* Problem requirements
Your answer should show every line of the material below that includes "HashMap".

* Provided entries
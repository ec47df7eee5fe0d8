//! Pure rank-fusion provider.
//!
//! No model, no I/O, cannot fail: the fallback of last resort. Given one
//! candidate list it preserves the upstream (fusion) ordering; given
//! several lists, `fuse_lists` combines them with unweighted RRF.

use std::collections::HashMap;

use async_trait::async_trait;

use crate::error::Result;

use super::RerankCandidate;
use super::RerankProvider;

/// Rank-fusion provider.
pub struct RrfProvider {
    k: f32,
}

impl RrfProvider {
    pub fn new() -> Self {
        Self { k: 60.0 }
    }

    pub fn with_k(k: f32) -> Self {
        Self { k }
    }

    /// Unweighted RRF over several ranked id lists.
    pub fn fuse_lists(&self, lists: &[Vec<String>]) -> Vec<String> {
        let mut scores: HashMap<String, f32> = HashMap::new();
        for list in lists {
            for (rank, id) in list.iter().enumerate() {
                *scores.entry(id.clone()).or_insert(0.0) += 1.0 / (self.k + rank as f32 + 1.0);
            }
        }
        let mut fused: Vec<(String, f32)> = scores.into_iter().collect();
        fused.sort_by(|a, b| {
            b.1.partial_cmp(&a.1)
                .unwrap_or(std::cmp::Ordering::Equal)
                .then_with(|| a.0.cmp(&b.0))
        });
        fused.into_iter().map(|(id, _)| id).collect()
    }
}

impl Default for RrfProvider {
    fn default() -> Self {
        Self::new()
    }
}

#[async_trait]
impl RerankProvider for RrfProvider {
    fn name(&self) -> &'static str {
        "rrf"
    }

    fn model(&self) -> &str {
        "rank-fusion"
    }

    async fn rerank(&self, _query: &str, candidates: &[RerankCandidate]) -> Result<Vec<String>> {
        // The input arrives already fused best-first; rank fusion of one
        // list is the identity.
        Ok(candidates.iter().map(|c| c.id.clone()).collect())
    }
}

#[cfg(test)]
#[path = "rrf.test.rs"]
mod tests;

* Written solution
use std::collections::HashMap;
        let mut scores: HashMap<String, f32> = HashMap::new();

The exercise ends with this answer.